There has been a spike of interest in the portrayal of what refugees have to go through in their daily lives in the form of virtual reality (VR), and one of the latest pieces that has come out is from the international medical humanitarian organisation, Doctors Without Borders, or Médecins Sans Frontières (MSF), with a video worked into Forced From Home.
The video that will be used in the Forced From Home exhibit will be interactive and educational and will be situated inside a 30-foot diameter dome where the 360 video will be projected. The video will feature locations such as Tanzania, Lebanon, and South Sudan, and viewers will be taken into the locations and be guided by Doctors Without Borders aid workers who will share their stories. The video was made with Visualise, a London-based VR studio, using six GoPro cameras attached to a rig.

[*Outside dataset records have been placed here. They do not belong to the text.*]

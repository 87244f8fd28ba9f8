use axum::{
    extract::{Query, State},
    Json,
};
use serde::{Deserialize, Serialize};
use std::sync::Arc;

use crate::photos::{PhotoRecord, DEFAULT_PAGE_SIZE, DEFAULT_RECENT_LIMIT};

use super::{AppError, AppState};

/// Capability listing
pub async fn root() -> Json<serde_json::Value> {
    Json(serde_json::json!({
        "message": "Photo Magic Server - Google Photos API",
        "endpoints": {
            "/auth/google": "GET - Initiate Google OAuth",
            "/auth/google/callback": "GET - OAuth callback",
            "/auth/status": "GET - Check authentication status",
            "/photos": "GET - Get last 100 photos",
            "/photos/paginated": "GET - Get photos with pagination",
        }
    }))
}

#[derive(Debug, Serialize)]
#[serde(rename_all = "camelCase")]
pub struct AuthUrlResponse {
    pub auth_url: String,
}

/// Get the Google consent URL
pub async fn auth_google(
    State(state): State<Arc<AppState>>,
) -> Result<Json<AuthUrlResponse>, AppError> {
    let url = state.oauth.consent_url()?;
    Ok(Json(AuthUrlResponse { auth_url: url.to_string() }))
}

#[derive(Debug, Deserialize)]
pub struct CallbackQuery {
    pub code: Option<String>,
}

#[derive(Debug, Serialize)]
#[serde(rename_all = "camelCase")]
pub struct CallbackResponse {
    pub message: String,
    pub has_tokens: bool,
    /// Token expiration timestamp (ISO 8601)
    pub expires_at: String,
}

/// OAuth redirect target: exchange the code for a credential
pub async fn auth_google_callback(
    State(state): State<Arc<AppState>>,
    Query(query): Query<CallbackQuery>,
) -> Result<Json<CallbackResponse>, AppError> {
    let code = query
        .code
        .filter(|code| !code.is_empty())
        .ok_or(AppError::MissingAuthorizationCode)?;

    let credential = state
        .oauth
        .exchange_code(&code)
        .await
        .map_err(|e| AppError::RemoteCallFailure(e.to_string()))?;

    Ok(Json(CallbackResponse {
        message: "Authentication successful!".to_string(),
        has_tokens: true,
        expires_at: credential.expires_at.to_rfc3339(),
    }))
}

#[derive(Debug, Serialize)]
#[serde(rename_all = "camelCase")]
pub struct AuthStatusResponse {
    pub authenticated: bool,
    pub token_expiry: Option<String>,
    /// The access token is past its expiry; the next photo request refreshes it
    pub expired: bool,
}

pub async fn auth_status(State(state): State<Arc<AppState>>) -> Json<AuthStatusResponse> {
    let credential = state.token_store.get();
    Json(AuthStatusResponse {
        authenticated: credential.is_some(),
        expired: credential.as_ref().is_some_and(|c| c.is_expired()),
        token_expiry: credential.map(|c| c.expires_at.to_rfc3339()),
    })
}

#[derive(Debug, Serialize)]
pub struct PhotosResponse {
    pub count: usize,
    pub photos: Vec<PhotoRecord>,
}

/// Last 100 photos, newest first
pub async fn photos(State(state): State<Arc<AppState>>) -> Result<Json<PhotosResponse>, AppError> {
    if !state.token_store.is_authenticated() {
        return Err(AppError::NotAuthenticated);
    }

    let photos = state.photos.list_recent(DEFAULT_RECENT_LIMIT).await?;
    Ok(Json(PhotosResponse {
        count: photos.len(),
        photos,
    }))
}

#[derive(Debug, Deserialize)]
#[serde(rename_all = "camelCase")]
pub struct PaginationQuery {
    /// Kept as text so a malformed value falls back to the default instead of
    /// failing extraction
    pub page_size: Option<String>,
    pub page_token: Option<String>,
}

impl PaginationQuery {
    /// Requested page size. Non-numeric input means the default; negatives count as 0
    /// and are raised to 1 when the query is built.
    pub fn page_size(&self) -> u32 {
        self.page_size
            .as_deref()
            .and_then(|raw| raw.trim().parse::<i64>().ok())
            .map(|size| size.clamp(0, i64::from(u32::MAX)) as u32)
            .unwrap_or(DEFAULT_PAGE_SIZE)
    }
}

#[derive(Debug, Serialize)]
#[serde(rename_all = "camelCase")]
pub struct PaginatedPhotosResponse {
    pub count: usize,
    pub photos: Vec<PhotoRecord>,
    pub next_page_token: Option<String>,
    pub has_more: bool,
}

/// One page of photos
pub async fn photos_paginated(
    State(state): State<Arc<AppState>>,
    Query(query): Query<PaginationQuery>,
) -> Result<Json<PaginatedPhotosResponse>, AppError> {
    if !state.token_store.is_authenticated() {
        return Err(AppError::NotAuthenticated);
    }

    let page_token = query.page_token.as_deref().filter(|token| !token.is_empty());
    let page = state
        .photos
        .list_page(query.page_size(), page_token)
        .await?;

    Ok(Json(PaginatedPhotosResponse {
        count: page.photos.len(),
        has_more: page.has_more(),
        next_page_token: page.next_page_token,
        photos: page.photos,
    }))
}
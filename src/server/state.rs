use crate::auth::{OAuthClient, OAuthConfig, TokenStore};
use crate::config::AppConfig;
use crate::photos::PhotosClient;

/// Application state shared across handlers
#[derive(Debug, Clone)]
pub struct AppState {
    pub oauth: OAuthClient,
    pub photos: PhotosClient,
    pub token_store: TokenStore,
}

impl AppState {
    pub fn new(config: &AppConfig) -> anyhow::Result<Self> {
        let timeouts = &config.server.timeouts;
        let http_client = reqwest::Client::builder()
            .connect_timeout(timeouts.connect_timeout())
            .timeout(timeouts.api_timeout())
            .build()?;

        Ok(Self::with_http_client(config, http_client))
    }

    /// Build state around an existing HTTP client; both Google clients share it
    pub fn with_http_client(config: &AppConfig, http_client: reqwest::Client) -> Self {
        let token_store = TokenStore::new();

        let oauth = OAuthClient::new(
            OAuthConfig::from(&config.google),
            token_store.clone(),
            http_client.clone(),
        );

        let photos = PhotosClient::new(config.google.photos_api_url.clone(), oauth.clone(), http_client);

        Self {
            oauth,
            photos,
            token_store,
        }
    }
}
use thiserror::Error;

/// Photo listing errors
#[derive(Error, Debug)]
pub enum PhotosError {
    #[error("Not authenticated")]
    NotAuthenticated,

    /// Google refused the credential; it has already been cleared
    #[error("Credential expired or invalid: {0}")]
    CredentialRejected(String),

    #[error("Failed to fetch photos: {0}")]
    RemoteError(String),
}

Michael Goldfarb, Director of Communications for MSF-USA, spoke of how the general public will be able to see refugee camps, treacherous seas, and lengthy and dangerous migratory routes where people find themselves embarking on in VR: “People fleeing for their lives are very often reduced to numbers and statistics. But through virtual reality and immersive 360 degree video, we will put a real human face on those staggering numbers, giving the public as real a sense as possible of what it looks like, feels like, and what it means, to be forced from home.”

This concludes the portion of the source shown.